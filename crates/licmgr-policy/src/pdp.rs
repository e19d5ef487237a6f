//! Policy decision point: canonical decision messages and their evaluation.
//!
//! A decision message is what the enforcement point submits:
//!
//! ```json
//! {
//!   "type": "invoke",
//!   "method": ["path", "to", "method-name"],
//!   "sc": { "aud": "...", "scope": "simulator regulate" },
//!   "body": { "name": "my-param", "dir": "inbound" }
//! }
//! ```
//!
//! `sc` is the security context - the caller's verified token claims.
//! Return messages additionally carry an `invoke` member referencing the
//! invoke evaluation they follow.

use serde::Serialize;
use serde_json::{Map, Value};
use tracing::{debug, warn};

use crate::context::{Compilation, Eval};
use crate::error::{PolicyError, PolicyResult};
use crate::store::DecisionStore;

/// Which side of a call a decision message describes.
#[derive(Debug, Clone, Copy, PartialEq, Eq, Serialize)]
pub enum DecisionKind {
    /// A function is about to be invoked.
    #[serde(rename = "invoke")]
    Invoke,
    /// A function returned and its results are about to propagate.
    #[serde(rename = "return")]
    Return,
}

/// Canonical input document for one policy decision.
#[derive(Debug, Clone, Serialize)]
pub struct DecisionMessage {
    /// Message kind, serialized as `type`.
    #[serde(rename = "type")]
    pub kind: DecisionKind,
    /// Structured operation identifier (the method path segments).
    pub method: Vec<String>,
    /// Security context: the caller's verified claims. Omitted when empty.
    #[serde(skip_serializing_if = "Value::is_null")]
    pub sc: Value,
    /// Named arguments (invoke) or named results (return). Omitted when
    /// empty.
    #[serde(skip_serializing_if = "Map::is_empty")]
    pub body: Map<String, Value>,
    /// Back-reference to the invoke decision, present on return messages.
    #[serde(skip_serializing_if = "Option::is_none")]
    pub invoke: Option<Value>,
}

impl DecisionMessage {
    /// Invoke-side message.
    pub fn invoke(method: Vec<String>, sc: Value, body: Map<String, Value>) -> Self {
        Self {
            kind: DecisionKind::Invoke,
            method,
            sc,
            body,
            invoke: None,
        }
    }

    /// Return-side message carrying the invoke decision it follows.
    pub fn ret(
        method: Vec<String>,
        sc: Value,
        body: Map<String, Value>,
        invoke_decision: &Decision,
    ) -> Self {
        Self {
            kind: DecisionKind::Return,
            method,
            sc,
            body,
            invoke: Some(serde_json::json!({
                "allowed": invoke_decision.allowed,
                "value": invoke_decision.value,
            })),
        }
    }
}

/// Outcome of one policy decision. Deny is data, not an error.
#[derive(Debug, Clone, PartialEq)]
pub struct Decision {
    /// True when the evaluated query came back `true`.
    pub allowed: bool,
    /// The raw evaluated value; `null` when the query was undefined.
    pub value: Value,
    /// The query that produced this decision.
    pub query: String,
}

impl Decision {
    /// Human-readable reason for a deny, for logs and caller reporting.
    pub fn deny_reason(&self) -> String {
        format!("query {} evaluated to {}", self.query, self.value)
    }
}

/// Evaluates decision messages against one compiled policy and data store.
#[derive(Debug, Clone)]
pub struct DecisionPoint {
    compilation: Compilation,
    store: Option<DecisionStore>,
    query: String,
}

impl DecisionPoint {
    /// Decision point evaluating `query` inside `compilation`.
    pub fn new(compilation: Compilation, query: impl Into<String>) -> Self {
        Self {
            compilation,
            store: None,
            query: query.into(),
        }
    }

    /// Attach the data store decisions read from, chainable.
    pub fn with_store(mut self, store: DecisionStore) -> Self {
        self.store = Some(store);
        self
    }

    /// Evaluate one decision message.
    pub fn evaluate(&self, message: &DecisionMessage) -> PolicyResult<Decision> {
        let input = serde_json::to_value(message)
            .map_err(|e| PolicyError::Eval(format!("decision message marshaling failed: {e}")))?;

        let mut eval = Eval::new()
            .policy(self.compilation.clone())
            .input(input)
            .query(self.query.clone());
        if let Some(store) = &self.store {
            eval = eval.store(store.clone());
        }

        let outcomes = eval.eval(None)?;
        let outcome = outcomes
            .into_iter()
            .next()
            .ok_or_else(|| PolicyError::Eval("evaluation produced no outcome".to_string()))?;

        let decision = Decision {
            allowed: outcome.value == Value::Bool(true),
            value: outcome.value,
            query: outcome.query,
        };
        if decision.allowed {
            debug!(query = %decision.query, "policy decision: allow");
        } else {
            warn!(query = %decision.query, value = %decision.value, "policy decision: deny");
        }
        Ok(decision)
    }
}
□ □ □ □
[WHAT TO DO]
Retype the entries word for word.

[SOLUTION TO THE EXERCISE]
filename crates/licmgr-policy/src/pdp.rs
repository e19d5ef487237a6f
//! Policy decision point: canonical decision messages and their evaluation.
//!
//! A decision message is what the enforcement point submits:
//!
//! ```json
//! {
//!   "type": "invoke",
//!   "method": ["path", "to", "method-name"],
//!   "sc": { "aud": "...", "scope": "simulator regulate" },
//!   "body": { "name": "my-param", "dir": "inbound" }
//! }
//! ```
//!
//! `sc` is the security context - the caller's verified token claims.
//! Return messages additionally carry an `invoke` member referencing the
//! invoke evaluation they follow.

use serde::Serialize;
use serde_json::{Map, Value};
use tracing::{debug, warn};

use crate::context::{Compilation, Eval};
use crate::error::{PolicyError, PolicyResult};
use crate::store::DecisionStore;

/// Which side of a call a decision message describes.
#[derive(Debug, Clone, Copy, PartialEq, Eq, Serialize)]
pub enum DecisionKind {
    /// A function is about to be invoked.
    #[serde(rename = "invoke")]
    Invoke,
    /// A function returned and its results are about to propagate.
    #[serde(rename = "return")]
    Return,
}

/// Canonical input document for one policy decision.
#[derive(Debug, Clone, Serialize)]
pub struct DecisionMessage {
    /// Message kind, serialized as `type`.
    #[serde(rename = "type")]
    pub kind: DecisionKind,
    /// Structured operation identifier (the method path segments).
    pub method: Vec<String>,
    /// Security context: the caller's verified claims. Omitted when empty.
    #[serde(skip_serializing_if = "Value::is_null")]
    pub sc: Value,
    /// Named arguments (invoke) or named results (return). Omitted when
    /// empty.
    #[serde(skip_serializing_if = "Map::is_empty")]
    pub body: Map<String, Value>,
    /// Back-reference to the invoke decision, present on return messages.
    #[serde(skip_serializing_if = "Option::is_none")]
    pub invoke: Option<Value>,
}

impl DecisionMessage {
    /// Invoke-side message.
    pub fn invoke(method: Vec<String>, sc: Value, body: Map<String, Value>) -> Self {
        Self {
            kind: DecisionKind::Invoke,
            method,
            sc,
            body,
            invoke: None,
        }
    }

    /// Return-side message carrying the invoke decision it follows.
    pub fn ret(
        method: Vec<String>,
        sc: Value,
        body: Map<String, Value>,
        invoke_decision: &Decision,
    ) -> Self {
        Self {
            kind: DecisionKind::Return,
            method,
            sc,
            body,
            invoke: Some(serde_json::json!({
                "allowed": invoke_decision.allowed,
                "value": invoke_decision.value,
            })),
        }
    }
}

/// Outcome of one policy decision. Deny is data, not an error.
#[derive(Debug, Clone, PartialEq)]
pub struct Decision {
    /// True when the evaluated query came back `true`.
    pub allowed: bool,
    /// The raw evaluated value; `null` when the query was undefined.
    pub value: Value,
    /// The query that produced this decision.
    pub query: String,
}

impl Decision {
    /// Human-readable reason for a deny, for logs and caller reporting.
    pub fn deny_reason(&self) -> String {
        format!("query {} evaluated to {}", self.query, self.value)
    }
}

/// Evaluates decision messages against one compiled policy and data store.
#[derive(Debug, Clone)]
pub struct DecisionPoint {
    compilation: Compilation,
    store: Option<DecisionStore>,
    query: String,
}

impl DecisionPoint {
    /// Decision point evaluating `query` inside `compilation`.
    pub fn new(compilation: Compilation, query: impl Into<String>) -> Self {
        Self {
            compilation,
            store: None,
            query: query.into(),
        }
    }

    /// Attach the data store decisions read from, chainable.
    pub fn with_store(mut self, store: DecisionStore) -> Self {
        self.store = Some(store);
        self
    }

    /// Evaluate one decision message.
    pub fn evaluate(&self, message: &DecisionMessage) -> PolicyResult<Decision> {
        let input = serde_json::to_value(message)
            .map_err(|e| PolicyError::Eval(format!("decision message marshaling failed: {e}")))?;

        let mut eval = Eval::new()
            .policy(self.compilation.clone())
            .input(input)
            .query(self.query.clone());
        if let Some(store) = &self.store {
            eval = eval.store(store.clone());
        }

        let outcomes = eval.eval(None)?;
        let outcome = outcomes
            .into_iter()
            .next()
            .ok_or_else(|| PolicyError::Eval("evaluation produced no outcome".to_string()))?;

        let decision = Decision {
            allowed: outcome.value == Value::Bool(true),
            value: outcome.value,
            query: outcome.query,
        };
        if decision.allowed {
            debug!(query = %decision.query, "policy decision: allow");
        } else {
            warn!(query = %decision.query, value = %decision.value, "policy decision: deny");
        }
        Ok(decision)
    }
}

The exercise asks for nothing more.